■ **Exercise instructions**:
Retrieve every line of the data holding the word "bytes".

■ **Records**:
----------------

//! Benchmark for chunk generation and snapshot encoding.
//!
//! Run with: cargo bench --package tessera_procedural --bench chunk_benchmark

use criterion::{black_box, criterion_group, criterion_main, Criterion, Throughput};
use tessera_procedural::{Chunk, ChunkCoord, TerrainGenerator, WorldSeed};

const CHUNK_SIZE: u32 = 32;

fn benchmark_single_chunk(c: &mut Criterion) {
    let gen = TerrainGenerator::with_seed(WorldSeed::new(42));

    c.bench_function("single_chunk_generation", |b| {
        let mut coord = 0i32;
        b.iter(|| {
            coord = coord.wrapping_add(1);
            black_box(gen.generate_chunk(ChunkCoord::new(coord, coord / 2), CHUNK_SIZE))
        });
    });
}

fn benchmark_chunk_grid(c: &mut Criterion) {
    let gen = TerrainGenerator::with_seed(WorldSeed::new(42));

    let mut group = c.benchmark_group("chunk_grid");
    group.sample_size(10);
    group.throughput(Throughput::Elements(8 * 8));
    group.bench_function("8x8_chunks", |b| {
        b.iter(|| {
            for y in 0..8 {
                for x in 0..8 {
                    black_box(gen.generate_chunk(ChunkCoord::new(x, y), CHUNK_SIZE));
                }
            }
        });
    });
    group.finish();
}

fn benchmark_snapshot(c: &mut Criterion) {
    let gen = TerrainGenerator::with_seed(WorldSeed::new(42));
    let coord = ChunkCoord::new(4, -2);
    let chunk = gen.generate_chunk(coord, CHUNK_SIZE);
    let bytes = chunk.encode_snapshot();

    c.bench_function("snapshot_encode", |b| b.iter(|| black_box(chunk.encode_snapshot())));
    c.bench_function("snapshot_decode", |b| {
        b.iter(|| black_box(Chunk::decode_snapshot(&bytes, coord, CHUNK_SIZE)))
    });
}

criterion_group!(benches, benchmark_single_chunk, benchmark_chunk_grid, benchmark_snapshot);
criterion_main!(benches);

----------------

■ **Result for this exercise**:
    let bytes = chunk.encode_snapshot();
        b.iter(|| black_box(Chunk::decode_snapshot(&bytes, coord, CHUNK_SIZE)))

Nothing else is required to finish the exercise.